Wherever the string "usize" appears in the records, return the line that holds it.

Data records Block Start

use percent_encoding::{AsciiSet, NON_ALPHANUMERIC, utf8_percent_encode};
use serde::Serialize;
use serde_json::Value;
use std::fmt;
use std::time::Duration;

/// Characters `encodeURIComponent` leaves untouched besides ASCII alphanumerics.
const URI_COMPONENT: &AsciiSet = &NON_ALPHANUMERIC
    .remove(b'-')
    .remove(b'_')
    .remove(b'.')
    .remove(b'!')
    .remove(b'~')
    .remove(b'*')
    .remove(b'\'')
    .remove(b'(')
    .remove(b')');

pub fn encode_component(value: &str) -> String {
    utf8_percent_encode(value, URI_COMPONENT).to_string()
}

pub fn escape_html(value: &str) -> String {
    let mut out = String::with_capacity(value.len());
    for c in value.chars() {
        match c {
            '&' => out.push_str("&amp;"),
            '<' => out.push_str("&lt;"),
            '>' => out.push_str("&gt;"),
            '"' => out.push_str("&quot;"),
            '\'' => out.push_str("&#39;"),
            _ => out.push(c),
        }
    }
    out
}

/// The trimmed value of the search input.
#[derive(Debug, Clone, PartialEq, Eq, Hash)]
pub struct Query(String);

impl Query {
    pub fn new(raw: &str) -> Query {
        Query(raw.trim().to_string())
    }

    pub fn as_str(&self) -> &str {
        &self.0
    }

    pub fn char_len(&self) -> usize {
        self.0.chars().count()
    }

    /// Whether the query is long enough to be worth a network round trip.
    pub fn is_searchable(&self, min_len: usize) -> bool {
        self.char_len() >= min_len
    }
}

impl fmt::Display for Query {
    fn fmt(&self, f: &mut fmt::Formatter<'_>) -> fmt::Result {
        f.write_str(&self.0)
    }
}

#[derive(Debug, Clone, PartialEq, Eq, Serialize)]
pub struct SuggestionLink {
    pub label: String,
    pub href: String,
}

impl SuggestionLink {
    pub fn new(label: impl Into<String>) -> SuggestionLink {
        let label = label.into();
        let href = format!("/search?query={}", encode_component(&label));
        SuggestionLink { label, href }
    }
}

pub const SUGGESTION_ITEM_CLASSES: &str = "list-group-item list-group-item-action";

/// Contents and visibility of the suggestions box under the search input.
#[derive(Debug, Clone, Default, PartialEq, Eq, Serialize)]
pub struct Dropdown {
    pub links: Vec<SuggestionLink>,
    pub visible: bool,
}

impl Dropdown {
    pub fn clear(&mut self) {
        self.links.clear();
        self.visible = false;
    }

    /// Replaces the links. An empty list hides the box, anything else shows it.
    pub fn render<I, S>(&mut self, items: I)
    where
        I: IntoIterator<Item = S>,
        S: Into<String>,
    {
        self.links = items.into_iter().map(SuggestionLink::new).collect();
        self.visible = !self.links.is_empty();
    }

    pub fn is_empty(&self) -> bool {
        self.links.is_empty()
    }

    pub fn hrefs(&self) -> Vec<&str> {
        self.links.iter().map(|l| l.href.as_str()).collect()
    }

    pub fn to_html(&self) -> String {
        self.links
            .iter()
            .map(|link| {
                format!(
                    r#"<a href="{}" class="{}">{}</a>"#,
                    escape_html(&link.href),
                    SUGGESTION_ITEM_CLASSES,
                    escape_html(&link.label)
                )
            })
            .collect::<Vec<_>>()
            .join("\n")
    }
}

#[derive(Debug, Clone, Copy, PartialEq, Eq)]
pub enum WishlistAction {
    Added,
    Removed,
}

impl WishlistAction {
    fn from_json(value: &Value) -> Option<WishlistAction> {
        match value.as_str()? {
            "added" => Some(WishlistAction::Added),
            "removed" => Some(WishlistAction::Removed),
            _ => None,
        }
    }
}

/// JSON body the wishlist endpoint returns to asynchronous requests.
#[derive(Debug, Clone, PartialEq, Eq)]
pub struct WishlistReply {
    pub success: bool,
    pub action: Option<WishlistAction>,
    pub message: Option<String>,
}

impl WishlistReply {
    /// Returns `None` when the body is not JSON or carries no `success`
    /// field, which means the server answered with a page instead.
    ///
    /// `success` follows JavaScript truthiness, and `action`/`message` are
    /// only taken when they have the expected shape.
    pub fn classify(body: &str) -> Option<WishlistReply> {
        let value: Value = serde_json::from_str(body).ok()?;
        let success = value.get("success")?;
        Some(WishlistReply {
            success: is_truthy(success),
            action: value.get("action").and_then(WishlistAction::from_json),
            message: value
                .get("message")
                .and_then(Value::as_str)
                .map(str::to_string),
        })
    }

    /// The server message, unless it is missing or blank.
    pub fn message_or<'a>(&'a self, fallback: &'a str) -> &'a str {
        self.message
            .as_deref()
            .filter(|m| !m.is_empty())
            .unwrap_or(fallback)
    }
}

#[derive(Debug, Clone, Copy, PartialEq, Eq)]
pub enum ButtonState {
    NotWishlisted,
    Wishlisted,
}

pub const ADDED_LABEL: &str = "✔ Added";
pub const ADD_LABEL: &str = "♥ Add to Wishlist";
pub const ADDED_CLASS: &str = "btn-success";
pub const ADD_CLASS: &str = "btn-outline-danger";

/// What the wishlist button currently shows.
#[derive(Debug, Clone, PartialEq, Eq)]
pub struct ButtonView {
    pub label: String,
    pub classes: Vec<String>,
}

impl ButtonView {
    pub fn new(label: impl Into<String>, classes: &[&str]) -> ButtonView {
        ButtonView {
            label: label.into(),
            classes: classes.iter().map(|c| c.to_string()).collect(),
        }
    }

    pub fn has_class(&self, class: &str) -> bool {
        self.classes.iter().any(|c| c == class)
    }

    pub fn state(&self) -> ButtonState {
        if self.has_class(ADDED_CLASS) {
            ButtonState::Wishlisted
        } else {
            ButtonState::NotWishlisted
        }
    }

    pub fn apply(&mut self, action: WishlistAction) {
        match action {
            WishlistAction::Added => {
                self.label = ADDED_LABEL.to_string();
                self.remove_class(ADD_CLASS);
                self.add_class(ADDED_CLASS);
            }
            WishlistAction::Removed => {
                self.label = ADD_LABEL.to_string();
                self.remove_class(ADDED_CLASS);
                self.add_class(ADD_CLASS);
            }
        }
    }

    fn add_class(&mut self, class: &str) {
        if !self.has_class(class) {
            self.classes.push(class.to_string());
        }
    }

    fn remove_class(&mut self, class: &str) {
        self.classes.retain(|c| c != class);
    }
}

#[derive(Debug, Clone, Copy, PartialEq, Eq)]
pub enum ToastKind {
    Success,
    Danger,
    Warning,
    Info,
}

impl ToastKind {
    pub fn as_str(&self) -> &'static str {
        match self {
            ToastKind::Success => "success",
            ToastKind::Danger => "danger",
            ToastKind::Warning => "warning",
            ToastKind::Info => "info",
        }
    }
}

#[derive(Debug, Clone, PartialEq, Eq)]
pub struct Toast {
    pub message: String,
    pub kind: ToastKind,
    pub duration: Duration,
}

impl Toast {
    pub fn new(message: impl Into<String>, kind: ToastKind, duration: Duration) -> Toast {
        Toast {
            message: message.into(),
            kind,
            duration,
        }
    }

    pub fn css_class(&self) -> String {
        format!(
            "alert alert-{} position-fixed bottom-0 end-0 m-3",
            self.kind.as_str()
        )
    }
}

fn is_truthy(value: &Value) -> bool {
    match value {
        Value::Null => false,
        Value::Bool(b) => *b,
        Value::Number(n) => n.as_f64().is_some_and(|f| f != 0.0 && !f.is_nan()),
        Value::String(s) => !s.is_empty(),
        Value::Array(_) | Value::Object(_) => true,
    }
}

/// Whether the host should suppress the browser's default handling of an event.
#[derive(Debug, Clone, Copy, PartialEq, Eq)]
pub enum EventDisposition {
    Default,
    PreventDefault,
}

/// Effects the host page has to apply.
#[derive(Debug, Clone, PartialEq, Eq)]
pub enum UiEvent {
    Toast(Toast),
    Reload,
}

Data records Block End

Task result
    pub fn char_len(&self) -> usize {
    pub fn is_searchable(&self, min_len: usize) -> bool {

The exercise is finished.